By Chris Day
STILLWATER, Okla. —
As the nation’s economy grows so will Stillwater’s, Payne County’s and Oklahoma’s, an Oklahoma Department of Commerce official said Monday.
It’s a new phenomena for Oklahoma, Deputy Director of Economic and Workforce policy Diedre Myers told those attending the annual Stillwater Chamber of Commerce’s Economic Summit in the Oklahoma State University’s Student Union Ballroom.
“Oklahoma was actually the fourth state to recover from the recession,” Myers said. “In terms of getting the jobs that we lost from the recession back.”
The state’s unemployment rate tumbled as manufacturing and the aerospace industry revived. The state enjoyed healthy job growth in 2011 and 2012.
Job growth tailed off in 2013 as most of the state’s skilled labor force found jobs.
“We don’t have labor slack in Oklahoma. Those people who have a knowledge, skill or ability that is market demanded are employed,” Myers said.
Oklahoma’s skilled labor force is employed. When supply of skilled workers is low and demand is high, wages go up. In other states, the supply for skilled workers is high and demand is low, wages are lower. Those states are more attractive to potential employers now, she said.
“We accelerated very quickly out of the recession, but what we are finding now is business can’t find the labor they need. So they are not moving that activity to Oklahoma. They are taking it to other market areas,” she said.
Oklahoma is developing a comprehensive economic development strategy. Identifying the skills Oklahoma’s industries need and instilling those skills in the state’s workforce is an important part of the state’s strategy, she said.
“We have half of our state with firms not meeting their full productive value because they can’t find the labor they need,” Myers said.
Nearly 50 percent of the new jobs being created between 2010 and 2020 in Oklahoma will require some type of post-secondary training — industry certificates, union apprenticeship or an associate’s degree. Thirty percent of those jobs will require the employee to hold at least bachelor’s degree.
Forty-six percent of Oklahomans age 25 or older have a high school degree or less. Only 23 percent of Oklahomans age 25 or older hold at least a bachelor’s degree.
“We have significant gaps there. It becomes the number one reason why people are not in the labor force because there is not a job that fits with their knowledge, skills and abilities,” Myers said.

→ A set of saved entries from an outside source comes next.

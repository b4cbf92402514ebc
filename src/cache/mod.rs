//! Existence cache
//!
//! Remembers which physical keys are known to exist, so `has` can skip a
//! round-trip to the store. Keys are grouped into coarse shards (one hex
//! digit of the key digest), and each shard is one entry in a [`ShardStore`].
//!
//! Only positive knowledge is recorded. A key that is absent from its shard
//! means "unknown", never "absent": [`ExistenceCache::mark_absent`] removes
//! the key instead of storing `false`, so the next check goes back to the
//! store and cannot be fooled by changes made outside the gateway.
//!
//! Updates are read-modify-write on a whole shard. The backing store is not
//! assumed to be atomic, so every update holds the shard's lock.

mod shard_store;

pub use shard_store::{FileShardStore, LruShardStore, MemoryShardStore, ShardMap, ShardStore};

use crate::error::StoreResult;
use crate::key::PhysicalKey;
use crate::store::ObjectStore;
use crate::utils::{shard_index, shard_key};
use parking_lot::Mutex;
use std::sync::Arc;
use tracing::{debug, warn};

const SHARD_COUNT: usize = 16;

/// Sharded index of keys known to exist
pub struct ExistenceCache {
    backend: Arc<dyn ShardStore>,
    locks: [Mutex<()>; SHARD_COUNT],
}

impl ExistenceCache {
    pub fn new(backend: Arc<dyn ShardStore>) -> Self {
        ExistenceCache {
            backend,
            locks: std::array::from_fn(|_| Mutex::new(())),
        }
    }

    /// Shard holding a key
    pub fn shard_for(key: &PhysicalKey) -> String {
        shard_key(key.as_str())
    }

    /// True only if the key's shard explicitly records it as existing
    pub fn is_known_to_exist(&self, key: &PhysicalKey) -> bool {
        let shard = Self::shard_for(key);
        self.backend
            .fetch(&shard)
            .and_then(|map| map.get(key.as_str()).copied())
            .unwrap_or(false)
    }

    /// Record that a key exists; idempotent
    pub fn mark_exists(&self, key: &PhysicalKey) {
        let shard = Self::shard_for(key);
        let _guard = self.locks[shard_index(&shard)].lock();

        let mut map = self.backend.fetch(&shard).unwrap_or_default();
        if map.get(key.as_str()) == Some(&true) {
            return;
        }
        map.insert(key.as_str().to_string(), true);
        self.persist(&shard, &map);
    }

    /// Forget a key, so the next check asks the store
    pub fn mark_absent(&self, key: &PhysicalKey) {
        let shard = Self::shard_for(key);
        let _guard = self.locks[shard_index(&shard)].lock();

        let Some(mut map) = self.backend.fetch(&shard) else {
            return;
        };
        if map.remove(key.as_str()).is_some() {
            self.persist(&shard, &map);
        }
    }

    /// Cache first, then a live stat against `store`
    ///
    /// A successful stat means the object exists, whatever its size, and is
    /// recorded. Absence is `Ok(false)`; any other store failure is returned.
    pub fn probe(&self, key: &PhysicalKey, store: &dyn ObjectStore) -> StoreResult<bool> {
        if self.is_known_to_exist(key) {
            debug!("Existence cache hit: {}", key);
            return Ok(true);
        }

        match store.stat(key.as_str()) {
            Ok(stat) => {
                debug!("Existence confirmed by store: {} ({} bytes)", key, stat.size);
                self.mark_exists(key);
                Ok(true)
            }
            Err(e) if e.is_not_found() => Ok(false),
            Err(e) => Err(e),
        }
    }

    fn persist(&self, shard: &str, map: &ShardMap) {
        match self.backend.save(shard, map) {
            Ok(()) => debug!("Saved existence shard {} ({} keys)", shard, map.len()),
            Err(e) => warn!("Failed to save existence shard {}: {}", shard, e),
        }
    }
}
//! Best-effort mirroring to a secondary store
//!
//! Mirror calls are handed to a single long-lived worker thread through a
//! bounded queue and awaited for at most the configured timeout. A slow call
//! keeps running on the worker; calls that find the queue full are dropped.
//! Nothing here can change the outcome the primary store reported.

use crate::error::StoreResult;
use crate::key::PhysicalKey;
use crate::store::ObjectStore;
use crossbeam::channel::{self, Receiver, RecvTimeoutError, Sender, TrySendError};
use std::sync::Arc;
use std::thread;
use std::time::Duration;
use tracing::{debug, warn};

/// Mirror calls that may wait behind a busy worker
pub const DEFAULT_QUEUE_DEPTH: usize = 64;

/// What happened to one mirror operation
#[derive(Debug, Clone, Copy, PartialEq, Eq)]
pub enum MirrorOutcome {
    Applied,
    /// Nothing to do (delete of an object the mirror does not hold)
    Skipped,
    Failed,
    TimedOut,
    /// The worker was too far behind to accept it
    Dropped,
}

type MirrorCall = Box<dyn FnOnce(&dyn ObjectStore) -> StoreResult<bool> + Send>;

struct Job {
    call: MirrorCall,
    reply: Sender<StoreResult<bool>>,
}

/// Duplicates writes and deletes onto a secondary store
pub struct MirrorWriter {
    jobs: Sender<Job>,
    timeout: Duration,
}

impl MirrorWriter {
    pub fn new(store: Arc<dyn ObjectStore>, timeout: Duration) -> std::io::Result<Self> {
        Self::with_queue_depth(store, timeout, DEFAULT_QUEUE_DEPTH)
    }

    /// Start the worker with room for `depth` queued calls (at least one)
    pub fn with_queue_depth(
        store: Arc<dyn ObjectStore>,
        timeout: Duration,
        depth: usize,
    ) -> std::io::Result<Self> {
        let (jobs, queue) = channel::bounded(depth.max(1));
        thread::Builder::new()
            .name("mirror-worker".to_string())
            .spawn(move || drain(store, queue))?;
        Ok(MirrorWriter { jobs, timeout })
    }

    pub fn timeout(&self) -> Duration {
        self.timeout
    }

    /// Copy `data` to `key` on the mirror
    pub fn write(&self, key: &PhysicalKey, data: Arc<[u8]>) -> MirrorOutcome {
        let target = key.as_str().to_string();
        self.run_bounded("write", key, move |store| {
            store.put(&target, &data)?;
            Ok(true)
        })
    }

    /// Remove `key` from the mirror if it holds it
    pub fn delete(&self, key: &PhysicalKey) -> MirrorOutcome {
        let target = key.as_str().to_string();
        self.run_bounded("delete", key, move |store| match store.stat(&target) {
            Ok(_) => {
                store.delete(&target)?;
                Ok(true)
            }
            Err(e) if e.is_not_found() => Ok(false),
            Err(e) => Err(e),
        })
    }

    fn run_bounded<F>(&self, op: &'static str, key: &PhysicalKey, f: F) -> MirrorOutcome
    where
        F: FnOnce(&dyn ObjectStore) -> StoreResult<bool> + Send + 'static,
    {
        let (reply, rx) = channel::bounded(1);
        let job = Job {
            call: Box::new(f),
            reply,
        };

        match self.jobs.try_send(job) {
            Ok(()) => {}
            Err(TrySendError::Full(_)) => {
                warn!("Mirror {} of {} dropped, worker queue full", op, key);
                return MirrorOutcome::Dropped;
            }
            Err(TrySendError::Disconnected(_)) => {
                warn!("Mirror {} of {} not started, worker gone", op, key);
                return MirrorOutcome::Failed;
            }
        }

        match rx.recv_timeout(self.timeout) {
            Ok(Ok(true)) => {
                debug!("Mirrored {} of {}", op, key);
                MirrorOutcome::Applied
            }
            Ok(Ok(false)) => {
                debug!("Mirror {} of {} skipped: not present", op, key);
                MirrorOutcome::Skipped
            }
            Ok(Err(e)) => {
                warn!("Mirror {} of {} failed: {}", op, key, e);
                MirrorOutcome::Failed
            }
            Err(RecvTimeoutError::Timeout) => {
                warn!(
                    "Mirror {} of {} exceeded {:?}, continuing without it",
                    op, key, self.timeout
                );
                MirrorOutcome::TimedOut
            }
            Err(RecvTimeoutError::Disconnected) => {
                warn!("Mirror {} of {} aborted", op, key);
                MirrorOutcome::Failed
            }
        }
    }
}

/// Worker loop; ends once the writer is dropped and the queue is empty
fn drain(store: Arc<dyn ObjectStore>, queue: Receiver<Job>) {
    for job in queue.iter() {
        let result = (job.call)(store.as_ref());
        // caller may have stopped waiting
        let _ = job.reply.send(result);
    }
}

Some employers may fill openings with less-skilled workers, but it hurts their productivity, she said.
“Oklahoma really added jobs until 2013. All of a sudden our employment numbers really leveled off,” she said. “We have an economy that is trying to churn forward with innovation and grow, but we don’t have the labor supply to meet the demand.”

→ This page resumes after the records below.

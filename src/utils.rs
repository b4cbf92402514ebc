//! Utility functions for gateway operations

use sha2::{Digest, Sha256};

/// Hex digits of the key digest used to pick a cache shard
///
/// One digit gives sixteen shards. Coarse on purpose: many keys share one
/// cache entry, which keeps the number of cache entries small.
pub const SHARD_KEY_LEN: usize = 1;

/// Derive the cache shard for a physical key
///
/// Example: "a/b.png" → "f" (first hex digit of its SHA-256)
pub fn shard_key(key: &str) -> String {
    let digest = Sha256::digest(key.as_bytes());
    let mut hex = hex::encode(&digest[..SHARD_KEY_LEN.div_ceil(2)]);
    hex.truncate(SHARD_KEY_LEN);
    hex
}

/// Index of a shard key in `0..16`, used to select its lock
pub fn shard_index(shard: &str) -> usize {
    shard
        .chars()
        .next()
        .and_then(|c| c.to_digit(16))
        .unwrap_or(0) as usize
}

/// Guess a content type from the file extension of a path
///
/// Falls back to `application/octet-stream` for unknown or missing extensions.
pub fn guess_mimetype(path: &str) -> String {
    let name = path.rsplit('/').next().unwrap_or(path);
    let ext = match name.rsplit_once('.') {
        Some((stem, ext)) if !stem.is_empty() => ext.to_ascii_lowercase(),
        _ => return mime::APPLICATION_OCTET_STREAM.to_string(),
    };

    let guessed = match ext.as_str() {
        "png" => mime::IMAGE_PNG,
        "jpg" | "jpeg" => mime::IMAGE_JPEG,
        "gif" => mime::IMAGE_GIF,
        "bmp" => mime::IMAGE_BMP,
        "svg" => mime::IMAGE_SVG,
        "txt" => mime::TEXT_PLAIN,
        "csv" => mime::TEXT_CSV,
        "html" | "htm" => mime::TEXT_HTML,
        "css" => mime::TEXT_CSS,
        "js" => mime::APPLICATION_JAVASCRIPT,
        "xml" => mime::TEXT_XML,
        "json" => mime::APPLICATION_JSON,
        "pdf" => mime::APPLICATION_PDF,
        "woff" => mime::FONT_WOFF,
        "woff2" => mime::FONT_WOFF2,
        // no constants in `mime` for these
        "webp" => return "image/webp".to_string(),
        "avif" => return "image/avif".to_string(),
        "ico" => return "image/x-icon".to_string(),
        "mp4" => return "video/mp4".to_string(),
        "webm" => return "video/webm".to_string(),
        "zip" => return "application/zip".to_string(),
        _ => mime::APPLICATION_OCTET_STREAM,
    };
    guessed.to_string()
}

#[cfg(test)]
mod tests {
    use super::*;

    #[test]
    fn test_shard_key_is_single_hex_digit() {
        for key in ["a/b.png", "media/cat.jpg", "", "garbage/20240101/x"] {
            let shard = shard_key(key);
            assert_eq!(shard.len(), 1);
            assert!(shard.chars().all(|c| c.is_ascii_hexdigit()));
        }
    }

    #[test]
    fn test_shard_key_deterministic() {
        assert_eq!(shard_key("a/b.png"), shard_key("a/b.png"));
        // sha256("") = e3b0c442...
        assert_eq!(shard_key(""), "e");
    }

    #[test]
    fn test_shard_index() {
        assert_eq!(shard_index("0"), 0);
        assert_eq!(shard_index("a"), 10);
        assert_eq!(shard_index("f"), 15);
        assert_eq!(shard_index(""), 0);
    }

    #[test]
    fn test_guess_mimetype() {
        assert_eq!(guess_mimetype("a/b.png"), "image/png");
        assert_eq!(guess_mimetype("photo.JPEG"), "image/jpeg");
        assert_eq!(guess_mimetype("style.css"), "text/css");
        assert_eq!(guess_mimetype("thumb.webp"), "image/webp");
        assert_eq!(guess_mimetype("README"), "application/octet-stream");
        assert_eq!(guess_mimetype("dir.v2/.hidden"), "application/octet-stream");
    }
}
/// Router Module Index
///
/// Routes are grouped by the admission they require. Each group receives its
/// admission chain at the group level, so a handler cannot be mounted without it.

/// Routes open to anyone (health only).
pub mod public;

/// Routes that require a verified identity but no particular role class.
pub mod authenticated;

/// Routes restricted to role classes by one of the role gates.
pub mod gated;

Oklahoma State University Regents Professor of Economics Dan Rickman also discussed Oklahoma’s economy at the summit.
He focused on the nuts and bolts of Oklahoma’s and Stillwater’s economies — unemployment, building permits, wages, sales tax collections.
His findings agreed with Myers’ assessment. Oklahoma’s economy once red hot economy has cooled off. The state’s economy will grow as the nation’s economy does, he said.